Conformational Ensembles from Experimental Data

and Computer Simulations

Monday Speaker Abstracts

26 

Systematic Perturbation of a Fundamental Biological Switch

Tanja Kortemme

.

UCSF, San Francisco, CA, USA.

Cellular protein-protein interactions can be highly interconnected. Because of this complexity, it

is often difficult to extract quantitative information on how each interaction contributes to

distinct or overlapping cellular functions, and, moreover, how changes to individual interactions

result in altered function or disease. We are developing an experimental platform for studying

perturbations to multi-functional network “hub” proteins by combining high-throughput in vivo

genetic interaction screening technology (Epistatic MiniArray Profile (E-MAP)) with mass-

spectrometry and biophysical assays. Our case study protein is the highly-conserved multi-

functional Gsp1/Ran GTPase switch that controls key eukaryotic processes.
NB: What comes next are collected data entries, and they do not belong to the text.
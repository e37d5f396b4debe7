//! Event-type categories and category-specific advice
//!
//! The free-text event type is matched case-insensitively by substring
//! against fixed keyword sets, in a fixed priority order; the first matching
//! category wins and categories are mutually exclusive.

use crate::data::WeatherMetrics;

/// Event categories recognized by the recommendation engine.
#[derive(Debug, Clone, Copy, PartialEq, Eq)]
pub enum EventCategory {
    /// Hiking, trekking and nature walks
    Hiking,
    /// Picnics and outdoor dining
    Picnic,
    /// Weddings and outdoor ceremonies
    Wedding,
    /// Photo shoots
    Photography,
    /// Sports and exercise
    Sports,
    /// Beach and water activities
    Beach,
}

impl EventCategory {
    /// Returns all categories in matching priority order.
    pub fn all() -> &'static [EventCategory] {
        &[
            EventCategory::Hiking,
            EventCategory::Picnic,
            EventCategory::Wedding,
            EventCategory::Photography,
            EventCategory::Sports,
            EventCategory::Beach,
        ]
    }

    /// Keyword set for the category, including language variants.
    fn keywords(&self) -> &'static [&'static str] {
        match self {
            EventCategory::Hiking => &["yürüyüş", "hiking", "trekking", "doğa yürüyüşü"],
            EventCategory::Picnic => &["piknik", "picnic", "barbekü", "açık hava yemeği"],
            EventCategory::Wedding => &["düğün", "wedding", "açık hava etkinliği", "tören"],
            EventCategory::Photography => &["fotoğraf", "photography", "çekim", "foto"],
            EventCategory::Sports => &["spor", "sports", "egzersiz", "koşu", "futbol"],
            EventCategory::Beach => &["plaj", "beach", "deniz", "yüzme", "su"],
        }
    }

    /// Detects the category for a free-text event type.
    ///
    /// Matching is case-insensitive and by substring; categories are tried
    /// in priority order and the first hit wins. Returns `None` when no
    /// keyword matches (e.g. "office meeting").
    pub fn detect(event_type: &str) -> Option<EventCategory> {
        let lowered = event_type.to_lowercase();
        EventCategory::all()
            .iter()
            .copied()
            .find(|category| category.keywords().iter().any(|kw| lowered.contains(kw)))
    }
}

/// Category-specific tips, gear and timing advice.
#[derive(Debug, Clone, Default)]
pub struct ActivityAdvice {
    /// General tips for the detected category
    pub tips: Vec<String>,
    /// Emoji-prefixed gear checklist entries
    pub gear: Vec<String>,
    /// Timing suggestions
    pub timing: Vec<String>,
}

/// Builds activity-specific advice for the event type.
///
/// Each category contributes fixed tip/gear lists plus conditional extras
/// gated on the day's metrics. An unmatched event type yields empty lists
/// (the report substitutes its generic placeholders).
pub fn activity_advice(event_type: &str, metrics: &WeatherMetrics) -> ActivityAdvice {
    let mut advice = ActivityAdvice::default();
    let Some(category) = EventCategory::detect(event_type) else {
        return advice;
    };

    match category {
        EventCategory::Hiking => {
            advice.tip("Rahat yürüyüş ayakkabısı veya bot giy", "🥾 Yürüyüş ayakkabısı");
            advice.tip("En az 2 litre su al", "💧 Su şişesi");
            advice.tip("Enerji verici atıştırmalıklar (fındık, meyve)", "🥜 Atıştırmalık");
            advice.tip("İlk yardım çantası al", "🏥 İlk yardım çantası");
            if metrics.wind > 15.0 {
                advice
                    .tips
                    .push("Rüzgar nedeniyle düşük sıcaklık hissedilebilir".to_string());
            }
            if metrics.temp_max > 25.0 {
                advice
                    .timing
                    .push("Sabah erken veya akşam geç saatleri tercih et".to_string());
            }
        }
        EventCategory::Picnic => {
            advice.tip("Piknik örtüsü ve soğutucu al", "🧺 Piknik örtüsü");
            advice.tip("Böcek kovucu sprey kullan", "🦟 Böcek kovucu");
            advice.tip("Güneş şemsiyesi veya gölgelik", "⛱️ Güneş şemsiyesi");
            if metrics.temp_max > 30.0 {
                advice.tip("Yiyecekleri soğuk tutmak için buz paketi al", "🧊 Buz paketi");
            }
            if metrics.wind > 20.0 {
                advice
                    .tips
                    .push("Rüzgar nedeniyle hafif eşyaları sabitle".to_string());
            }
        }
        EventCategory::Wedding => {
            advice
                .tips
                .push("Açık hava düğünü için yedek kapalı alan planı hazırla".to_string());
            advice.tip("Misafirler için gölgelik veya şemsiye düşün", "⛱️ Gölgelik");
            advice
                .tips
                .push("Ses sistemini rüzgar korumalı yerleştir".to_string());
            if metrics.precipitation > 5.0 {
                advice.tip("Yağmur planı yap, çadır veya kapalı alan hazırla", "🏕️ Yağmur çadırı");
            }
            if metrics.temp_max > 30.0 {
                advice.tip("Misafirler için soğuk içecek ve fan sağla", "❄️ Soğuk içecek");
            }
        }
        EventCategory::Photography => {
            advice.tip("Kamera ekipmanlarını koruyucu kılıf ile taşı", "📷 Kamera kılıfı");
            advice
                .tips
                .push("Altın saatlerde (gün doğumu/batımı) çekim yap".to_string());
            advice
                .timing
                .push("En iyi ışık: 06:00-08:00 ve 18:00-20:00".to_string());
            advice.tip("Yedek pil ve hafıza kartı al", "🔋 Yedek pil");
            if metrics.wind > 15.0 {
                advice.tip("Rüzgar nedeniyle tripod kullan", "📐 Tripod");
            }
            if metrics.precipitation > 0.0 {
                advice.tip("Kamera için yağmur kılıfı al", "☔ Kamera yağmur kılıfı");
            }
        }
        EventCategory::Sports => {
            advice.tip("Spor ayakkabısı giy", "👟 Spor ayakkabısı");
            advice.tip("Bol su al, hidrasyon önemli", "💧 Su şişesi");
            if metrics.temp_max > 25.0 {
                advice
                    .tips
                    .push("Sıcakta spor yaparken dikkatli ol, sık mola ver".to_string());
                advice
                    .timing
                    .push("Sabah erken veya akşam geç saatleri tercih et".to_string());
            }
            if metrics.humidity > 80.0 {
                advice
                    .tips
                    .push("Yüksek nem nedeniyle daha yavaş tempo".to_string());
            }
        }
        EventCategory::Beach => {
            advice.tip("Güneş kremi kullan (SPF 30+)", "🧴 Güneş kremi");
            advice.tip("Plaj şemsiyesi veya gölgelik", "⛱️ Plaj şemsiyesi");
            advice.tip("Su geçirmez telefon kılıfı", "📱 Su geçirmez kılıf");
            if metrics.uv_index > 6.0 {
                advice
                    .tips
                    .push("Güneşin en yoğun olduğu saatlerde (11-15) denizden çık".to_string());
                advice
                    .timing
                    .push("En güvenli saatler: 08:00-11:00 ve 15:00-18:00".to_string());
            }
        }
    }

    advice
}

impl ActivityAdvice {
    /// Appends a tip together with its gear-list counterpart.
    fn tip(&mut self, tip: &str, gear: &str) {
        self.tips.push(tip.to_string());
        self.gear.push(gear.to_string());
    }
}

/// Two fixed tips per category for the brief report.
///
/// The brief variant recognizes fewer categories and fewer keywords than the
/// full one; kept separate so the two reports stay independently faithful.
pub fn brief_tips(event_type: &str) -> Vec<&'static str> {
    let lowered = event_type.to_lowercase();
    if lowered.contains("yürüyüş") || lowered.contains("hiking") {
        vec!["Rahat yürüyüş ayakkabısı giy", "Su ve atıştırmalık al"]
    } else if lowered.contains("piknik") || lowered.contains("picnic") {
        vec!["Piknik örtüsü ve soğutucu al", "Böcek kovucu sprey kullan"]
    } else if lowered.contains("düğün") || lowered.contains("wedding") {
        vec![
            "Açık hava düğünü için yedek plan hazırla",
            "Misafirler için gölgelik düşün",
        ]
    } else if lowered.contains("fotoğraf") || lowered.contains("photography") {
        vec![
            "Kamera ekipmanlarını koruyucu kılıf ile taşı",
            "Altın saatlerde (gün doğumu/batımı) çekim yap",
        ]
    } else {
        Vec::new()
    }
}

#[cfg(test)]
mod tests {
    use super::*;

    fn mild_metrics() -> WeatherMetrics {
        WeatherMetrics {
            temp_max: 22.0,
            temp_min: 14.0,
            wind: 10.0,
            humidity: 55.0,
            precipitation: 0.0,
            uv_index: 3.0,
            visibility: 10.0,
        }
    }

    #[test]
    fn test_detect_hiking_from_english_and_turkish() {
        assert_eq!(EventCategory::detect("Hiking trip"), Some(EventCategory::Hiking));
        assert_eq!(EventCategory::detect("yürüyüş"), Some(EventCategory::Hiking));
        assert_eq!(
            EventCategory::detect("Doğa Yürüyüşü"),
            Some(EventCategory::Hiking)
        );
    }

    #[test]
    fn test_detect_is_case_insensitive_substring() {
        assert_eq!(
            EventCategory::detect("PLAJ günü"),
            Some(EventCategory::Beach)
        );
        assert_eq!(
            EventCategory::detect("şirket pikniği"),
            Some(EventCategory::Picnic)
        );
    }

    #[test]
    fn test_detect_priority_order_first_match_wins() {
        // "yürüyüş" (hiking) outranks "spor" (sports) in the priority chain
        assert_eq!(
            EventCategory::detect("sportif yürüyüş"),
            Some(EventCategory::Hiking)
        );
    }

    #[test]
    fn test_detect_unmatched_returns_none() {
        assert_eq!(EventCategory::detect("office meeting"), None);
        assert_eq!(EventCategory::detect(""), None);
    }

    #[test]
    fn test_hiking_advice_has_fixed_gear_list() {
        let advice = activity_advice("hiking", &mild_metrics());
        assert_eq!(advice.tips.len(), 4);
        assert_eq!(advice.gear.len(), 4);
        assert!(advice.gear.contains(&"🥾 Yürüyüş ayakkabısı".to_string()));
        assert!(advice.timing.is_empty());
    }

    #[test]
    fn test_hiking_hot_day_adds_timing() {
        let mut metrics = mild_metrics();
        metrics.temp_max = 28.0;
        let advice = activity_advice("hiking", &metrics);
        assert_eq!(
            advice.timing,
            vec!["Sabah erken veya akşam geç saatleri tercih et"]
        );
    }

    #[test]
    fn test_wedding_rain_plan_gated_on_precipitation() {
        let mut metrics = mild_metrics();
        let dry = activity_advice("düğün", &metrics);
        assert!(!dry.gear.contains(&"🏕️ Yağmur çadırı".to_string()));

        metrics.precipitation = 6.0;
        let wet = activity_advice("düğün", &metrics);
        assert!(wet.gear.contains(&"🏕️ Yağmur çadırı".to_string()));
    }

    #[test]
    fn test_photography_windy_day_recommends_tripod() {
        let mut metrics = mild_metrics();
        metrics.wind = 18.0;
        let advice = activity_advice("fotoğraf çekimi", &metrics);
        assert!(advice.gear.contains(&"📐 Tripod".to_string()));
    }

    #[test]
    fn test_beach_high_uv_adds_safe_hours() {
        let mut metrics = mild_metrics();
        metrics.uv_index = 7.0;
        let advice = activity_advice("beach day", &metrics);
        assert!(advice
            .timing
            .contains(&"En güvenli saatler: 08:00-11:00 ve 15:00-18:00".to_string()));
    }

    #[test]
    fn test_unmatched_event_gives_empty_advice() {
        let advice = activity_advice("office meeting", &mild_metrics());
        assert!(advice.tips.is_empty());
        assert!(advice.gear.is_empty());
        assert!(advice.timing.is_empty());
    }

    #[test]
    fn test_brief_tips_categories() {
        assert_eq!(
            brief_tips("hiking"),
            vec!["Rahat yürüyüş ayakkabısı giy", "Su ve atıştırmalık al"]
        );
        assert_eq!(brief_tips("Piknik").len(), 2);
        assert_eq!(brief_tips("wedding").len(), 2);
        assert_eq!(brief_tips("foto çekimi").len(), 0); // brief variant only knows "fotoğraf"
        assert!(brief_tips("office meeting").is_empty());
    }
}
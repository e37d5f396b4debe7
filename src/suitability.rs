//! Suitability scoring engine
//!
//! Scores a day for outdoor activity on a 0-100 scale using independent
//! per-metric deductions, then maps the aggregate score to a verdict label.
//! The two passes are deliberate: the deduction pass records *which* hazards
//! contributed (as free-text detail strings), while the verdict is derived
//! solely from the aggregate score, so the label cannot flip-flop with the
//! order hazards are checked.

use crate::data::WeatherMetrics;

/// Overall suitability verdict, banded on the aggregate score.
#[derive(Debug, Clone, Copy, PartialEq, Eq)]
pub enum SuitabilityLevel {
    /// Score >= 90
    Excellent,
    /// Score >= 75
    Good,
    /// Score >= 60
    Fair,
    /// Score >= 40
    Poor,
    /// Score < 40
    Dangerous,
}

impl SuitabilityLevel {
    /// Maps an aggregate score to its verdict band.
    pub fn from_score(score: i32) -> SuitabilityLevel {
        if score >= 90 {
            SuitabilityLevel::Excellent
        } else if score >= 75 {
            SuitabilityLevel::Good
        } else if score >= 60 {
            SuitabilityLevel::Fair
        } else if score >= 40 {
            SuitabilityLevel::Poor
        } else {
            SuitabilityLevel::Dangerous
        }
    }

    /// Returns the Turkish display label for the verdict.
    pub fn label(&self) -> &'static str {
        match self {
            SuitabilityLevel::Excellent => "Mükemmel",
            SuitabilityLevel::Good => "İyi",
            SuitabilityLevel::Fair => "Orta",
            SuitabilityLevel::Poor => "Kötü",
            SuitabilityLevel::Dangerous => "Tehlikeli",
        }
    }

    /// Returns the emoji shown next to the verdict.
    pub fn emoji(&self) -> &'static str {
        match self {
            SuitabilityLevel::Excellent => "✅",
            SuitabilityLevel::Good => "👍",
            SuitabilityLevel::Fair => "⚠️",
            SuitabilityLevel::Poor => "❌",
            SuitabilityLevel::Dangerous => "🚨",
        }
    }
}

/// Result of the suitability evaluation for a single day.
#[derive(Debug, Clone)]
pub struct SuitabilityAssessment {
    /// Aggregate score after all deductions; printed raw, never clamped
    pub score: i32,
    /// Verdict band derived from the score
    pub level: SuitabilityLevel,
    /// Free-text notes for every hazard band that fired
    pub details: Vec<String>,
}

/// Evaluates suitability for the given day's metrics.
///
/// Starts at 100 and applies independent deductions in a fixed order:
/// temperature, precipitation, wind, UV, humidity, visibility. Several
/// metrics use mutually exclusive bands (heat before cold, heavier rain
/// before lighter), so at most one deduction fires per metric.
pub fn assess(metrics: &WeatherMetrics) -> SuitabilityAssessment {
    let mut score = 100;
    let mut details = Vec::new();

    // Temperature
    if metrics.temp_max > 35.0 {
        score -= 30;
        details.push("Sıcaklık tehlikeli seviyede".to_string());
    } else if metrics.temp_max > 30.0 {
        score -= 15;
        details.push("Yüksek sıcaklık nedeniyle dikkatli ol".to_string());
    } else if metrics.temp_min < -10.0 {
        score -= 25;
        details.push("Dondurucu soğuk, donma riski".to_string());
    } else if metrics.temp_min < -5.0 {
        score -= 10;
        details.push("Soğuk hava, sıcak giyin".to_string());
    }

    // Precipitation
    if metrics.precipitation > 20.0 {
        score -= 40;
        details.push("Yoğun yağış bekleniyor".to_string());
    } else if metrics.precipitation > 10.0 {
        score -= 25;
        details.push("Orta şiddette yağış".to_string());
    } else if metrics.precipitation > 5.0 {
        score -= 15;
        details.push("Hafif yağış ihtimali".to_string());
    }

    // Wind
    if metrics.wind > 40.0 {
        score -= 30;
        details.push("Güçlü rüzgar, güvenlik riski".to_string());
    } else if metrics.wind > 25.0 {
        score -= 15;
        details.push("Orta şiddette rüzgar".to_string());
    }

    // UV index
    if metrics.uv_index > 8.0 {
        score -= 20;
        details.push("Çok yüksek UV indeksi".to_string());
    } else if metrics.uv_index > 6.0 {
        score -= 10;
        details.push("Yüksek UV indeksi".to_string());
    }

    // Humidity
    if metrics.humidity > 90.0 {
        score -= 15;
        details.push("Çok yüksek nem, bunaltıcı".to_string());
    } else if metrics.humidity > 80.0 {
        score -= 8;
        details.push("Yüksek nem".to_string());
    } else if metrics.humidity < 20.0 {
        score -= 5;
        details.push("Düşük nem, cilt kuruluğu".to_string());
    }

    // Visibility
    if metrics.visibility < 1.0 {
        score -= 25;
        details.push("Yoğun sis, görüş mesafesi çok düşük".to_string());
    } else if metrics.visibility < 5.0 {
        score -= 10;
        details.push("Sisli hava, dikkatli ol".to_string());
    }

    SuitabilityAssessment {
        score,
        level: SuitabilityLevel::from_score(score),
        details,
    }
}

/// Returns the Turkish label for a UV index value.
pub fn uv_label(uv_index: f64) -> &'static str {
    if uv_index > 8.0 {
        "Çok yüksek"
    } else if uv_index > 6.0 {
        "Yüksek"
    } else if uv_index > 3.0 {
        "Orta"
    } else {
        "Düşük"
    }
}

/// Maps an upstream comfort score to its overall-state label.
pub fn comfort_overall(score: i64) -> &'static str {
    if score >= 80 {
        "Mükemmel"
    } else if score >= 60 {
        "İyi"
    } else if score >= 40 {
        "Orta"
    } else {
        "Kötü"
    }
}

#[cfg(test)]
mod tests {
    use super::*;

    fn metrics(
        temp_max: f64,
        temp_min: f64,
        wind: f64,
        humidity: f64,
        precipitation: f64,
        uv_index: f64,
        visibility: f64,
    ) -> WeatherMetrics {
        WeatherMetrics {
            temp_max,
            temp_min,
            wind,
            humidity,
            precipitation,
            uv_index,
            visibility,
        }
    }

    fn mild_day() -> WeatherMetrics {
        metrics(25.5, 18.2, 15.3, 75.0, 2.1, 0.0, 10.0)
    }

    #[test]
    fn test_mild_day_scores_excellent() {
        let assessment = assess(&mild_day());
        assert_eq!(assessment.score, 100);
        assert_eq!(assessment.level, SuitabilityLevel::Excellent);
        assert!(assessment.details.is_empty());
    }

    #[test]
    fn test_heavy_rain_dominates_lighter_bands() {
        // 25mm fires only the >20 band, not the lighter ones below it
        let assessment = assess(&metrics(22.0, 15.0, 10.0, 60.0, 25.0, 0.0, 10.0));
        assert_eq!(assessment.score, 60);
        assert_eq!(assessment.level, SuitabilityLevel::Fair);
        assert_eq!(assessment.details, vec!["Yoğun yağış bekleniyor"]);
    }

    #[test]
    fn test_score_monotonic_in_precipitation() {
        let mut previous = i32::MAX;
        for step in 0..=250 {
            let precipitation = f64::from(step) / 10.0;
            let assessment = assess(&metrics(25.5, 18.2, 15.3, 75.0, precipitation, 0.0, 10.0));
            assert!(
                assessment.score <= previous,
                "score rose from {} to {} at {}mm",
                previous,
                assessment.score,
                precipitation
            );
            previous = assessment.score;
        }
    }

    #[test]
    fn test_deductions_accumulate_across_metrics() {
        // temp -30, rain -40, wind -30, uv -20, humidity -15, visibility -25
        let assessment = assess(&metrics(36.0, 20.0, 45.0, 95.0, 25.0, 9.0, 0.5));
        assert_eq!(assessment.score, 100 - 30 - 40 - 30 - 20 - 15 - 25);
        assert_eq!(assessment.level, SuitabilityLevel::Dangerous);
        assert_eq!(assessment.details.len(), 6);
    }

    #[test]
    fn test_score_is_not_clamped_below_zero() {
        let assessment = assess(&metrics(36.0, 20.0, 45.0, 95.0, 25.0, 9.0, 0.5));
        assert!(assessment.score < 0);
    }

    #[test]
    fn test_cold_bands_only_apply_when_heat_bands_do_not() {
        let assessment = assess(&metrics(2.0, -12.0, 5.0, 50.0, 0.0, 0.0, 10.0));
        assert_eq!(assessment.score, 75);
        assert_eq!(assessment.details, vec!["Dondurucu soğuk, donma riski"]);
    }

    #[test]
    fn test_level_band_boundaries() {
        assert_eq!(SuitabilityLevel::from_score(90), SuitabilityLevel::Excellent);
        assert_eq!(SuitabilityLevel::from_score(89), SuitabilityLevel::Good);
        assert_eq!(SuitabilityLevel::from_score(75), SuitabilityLevel::Good);
        assert_eq!(SuitabilityLevel::from_score(74), SuitabilityLevel::Fair);
        assert_eq!(SuitabilityLevel::from_score(60), SuitabilityLevel::Fair);
        assert_eq!(SuitabilityLevel::from_score(59), SuitabilityLevel::Poor);
        assert_eq!(SuitabilityLevel::from_score(40), SuitabilityLevel::Poor);
        assert_eq!(SuitabilityLevel::from_score(39), SuitabilityLevel::Dangerous);
        assert_eq!(SuitabilityLevel::from_score(-50), SuitabilityLevel::Dangerous);
    }

    #[test]
    fn test_level_labels_and_emoji() {
        assert_eq!(SuitabilityLevel::Excellent.label(), "Mükemmel");
        assert_eq!(SuitabilityLevel::Excellent.emoji(), "✅");
        assert_eq!(SuitabilityLevel::Good.label(), "İyi");
        assert_eq!(SuitabilityLevel::Fair.label(), "Orta");
        assert_eq!(SuitabilityLevel::Poor.label(), "Kötü");
        assert_eq!(SuitabilityLevel::Dangerous.label(), "Tehlikeli");
        assert_eq!(SuitabilityLevel::Dangerous.emoji(), "🚨");
    }

    #[test]
    fn test_uv_label_bands() {
        assert_eq!(uv_label(0.0), "Düşük");
        assert_eq!(uv_label(3.0), "Düşük");
        assert_eq!(uv_label(4.0), "Orta");
        assert_eq!(uv_label(6.5), "Yüksek");
        assert_eq!(uv_label(9.0), "Çok yüksek");
    }

    #[test]
    fn test_comfort_overall_bands() {
        assert_eq!(comfort_overall(85), "Mükemmel");
        assert_eq!(comfort_overall(80), "Mükemmel");
        assert_eq!(comfort_overall(75), "İyi");
        assert_eq!(comfort_overall(60), "İyi");
        assert_eq!(comfort_overall(45), "Orta");
        assert_eq!(comfort_overall(20), "Kötü");
    }
}
//! Input payload models for havaplan
//!
//! This module contains the serde models for the stdin request envelope and
//! the extraction of a single day's weather metrics out of the daily series.
//!
//! Parsing is deliberately lenient: every envelope field carries a default so
//! that a *missing* field is only detected when the recommendation builder
//! tries to read it (and can degrade gracefully), while malformed JSON or a
//! wrong type still fails the top-level parse.

use serde::{Deserialize, Serialize};
use thiserror::Error;

/// Errors raised while extracting metrics from a request envelope
#[derive(Debug, Error)]
pub enum InputError {
    /// The weather payload has no `daily` block
    #[error("weather payload has no daily block")]
    MissingDaily,

    /// A required daily series is absent or empty
    #[error("daily series '{0}' is absent or empty")]
    MissingSeries(&'static str),

    /// A required comfort index field is absent
    #[error("comfort index field '{0}' is absent")]
    MissingComfortField(&'static str),
}

/// The full stdin request envelope.
///
/// Field names follow the upstream Open-Meteo daily naming so payloads can be
/// forwarded without renaming.
#[derive(Debug, Clone, Default, Deserialize)]
pub struct RecommendationRequest {
    /// Weather payload containing the daily series
    #[serde(default)]
    pub weather_data: WeatherEnvelope,
    /// Opaque auxiliary dataset, passed through and never read by scoring
    #[serde(default)]
    pub nasa_data: Option<serde_json::Value>,
    /// Precomputed comfort index produced upstream
    #[serde(default)]
    pub comfort_index: ComfortIndex,
    /// Location label for the report footer
    #[serde(default)]
    pub location: String,
    /// Date label for the report footer
    #[serde(default)]
    pub date: String,
    /// Free-text event type, matched against activity categories
    #[serde(default)]
    pub event_type: Option<String>,
}

impl RecommendationRequest {
    /// Returns the event type, falling back to the generic default.
    pub fn event_type(&self) -> &str {
        self.event_type.as_deref().unwrap_or("outdoor activity")
    }
}

/// Wrapper around the daily forecast series
#[derive(Debug, Clone, Default, Deserialize)]
pub struct WeatherEnvelope {
    /// Daily forecast series, if present
    #[serde(default)]
    pub daily: Option<DailySeries>,
}

/// Daily forecast series as parallel arrays.
///
/// Only index 0 of each array is ever consulted (single-day forecast
/// assumption inherited from the upstream pipeline).
#[derive(Debug, Clone, Default, Deserialize)]
pub struct DailySeries {
    /// Daily maximum temperature in Celsius
    #[serde(default)]
    pub temperature_2m_max: Vec<f64>,
    /// Daily minimum temperature in Celsius
    #[serde(default)]
    pub temperature_2m_min: Vec<f64>,
    /// Daily maximum wind speed in km/h
    #[serde(default)]
    pub windspeed_10m_max: Vec<f64>,
    /// Daily maximum relative humidity percentage
    #[serde(default)]
    pub relative_humidity_2m_max: Vec<f64>,
    /// Daily precipitation sum in mm
    #[serde(default)]
    pub precipitation_sum: Vec<f64>,
    /// Daily maximum UV index (optional series, defaults to 0)
    #[serde(default)]
    pub uv_index_max: Vec<f64>,
    /// Visibility in km (optional series, defaults to 10)
    #[serde(default)]
    pub visibility: Vec<f64>,
}

/// Comfort index computed upstream; only `score` and `level` are read
#[derive(Debug, Clone, Default, Deserialize)]
pub struct ComfortIndex {
    /// Comfort score, 0-100
    #[serde(default)]
    pub score: Option<i64>,
    /// Human-readable comfort level label
    #[serde(default)]
    pub level: Option<String>,
    /// Contributing issues, carried for display upstream and unused here
    #[serde(default)]
    pub issues: Vec<String>,
}

/// The stdout response wrapper
#[derive(Debug, Clone, Serialize)]
pub struct RecommendationResponse {
    /// The formatted recommendation text
    pub recommendation: String,
}

/// A single day's weather metrics, extracted from the daily series.
#[derive(Debug, Clone, Copy)]
pub struct WeatherMetrics {
    /// Maximum temperature in Celsius
    pub temp_max: f64,
    /// Minimum temperature in Celsius
    pub temp_min: f64,
    /// Maximum wind speed in km/h
    pub wind: f64,
    /// Maximum relative humidity percentage
    pub humidity: f64,
    /// Precipitation sum in mm
    pub precipitation: f64,
    /// Maximum UV index
    pub uv_index: f64,
    /// Visibility in km
    pub visibility: f64,
}

impl WeatherMetrics {
    /// Extracts the first day's metrics from a daily series.
    ///
    /// Temperature, wind, humidity and precipitation are required; UV index
    /// defaults to 0 and visibility to 10 km when their series are absent.
    pub fn from_daily(daily: &DailySeries) -> Result<Self, InputError> {
        fn first(series: &[f64], name: &'static str) -> Result<f64, InputError> {
            series
                .first()
                .copied()
                .ok_or(InputError::MissingSeries(name))
        }

        Ok(Self {
            temp_max: first(&daily.temperature_2m_max, "temperature_2m_max")?,
            temp_min: first(&daily.temperature_2m_min, "temperature_2m_min")?,
            wind: first(&daily.windspeed_10m_max, "windspeed_10m_max")?,
            humidity: first(&daily.relative_humidity_2m_max, "relative_humidity_2m_max")?,
            precipitation: first(&daily.precipitation_sum, "precipitation_sum")?,
            uv_index: daily.uv_index_max.first().copied().unwrap_or(0.0),
            visibility: daily.visibility.first().copied().unwrap_or(10.0),
        })
    }

    /// Extracts metrics from a request envelope.
    pub fn from_request(request: &RecommendationRequest) -> Result<Self, InputError> {
        let daily = request
            .weather_data
            .daily
            .as_ref()
            .ok_or(InputError::MissingDaily)?;
        Self::from_daily(daily)
    }

    /// Average of the daily maximum and minimum temperatures.
    pub fn average_temperature(&self) -> f64 {
        (self.temp_max + self.temp_min) / 2.0
    }

    /// Spread between the daily maximum and minimum temperatures.
    pub fn temperature_range(&self) -> f64 {
        self.temp_max - self.temp_min
    }

    /// Perceived temperature under humidity.
    ///
    /// Linear heuristic, not a meteorological standard.
    pub fn heat_index(&self) -> f64 {
        self.average_temperature() + (self.humidity - 50.0) * 0.1
    }

    /// Perceived temperature under wind.
    ///
    /// Linear heuristic, not a meteorological standard.
    pub fn wind_chill(&self) -> f64 {
        self.average_temperature() - self.wind * 0.7
    }
}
The approach first

engineers defined perturbations to Gsp1/Ran protein-protein interactions by amino acid point

mutations (“edge perturbations”). The second step determines the functional effects of these

perturbations at the cellular and organism level in the model

S. cerevisiae

. We find that E-MAPs

have a resolution that enables us to identify quantitative functional differences in vivo between

individual point mutations, even those between different amino acid substitutions of the same

residue. Our analysis reveals several classes of observed phenotypes that could be explained by

the underlying biophysical perturbations of the on/off balance of the fundamental GTPase switch

and considerable allosteric effects in the system.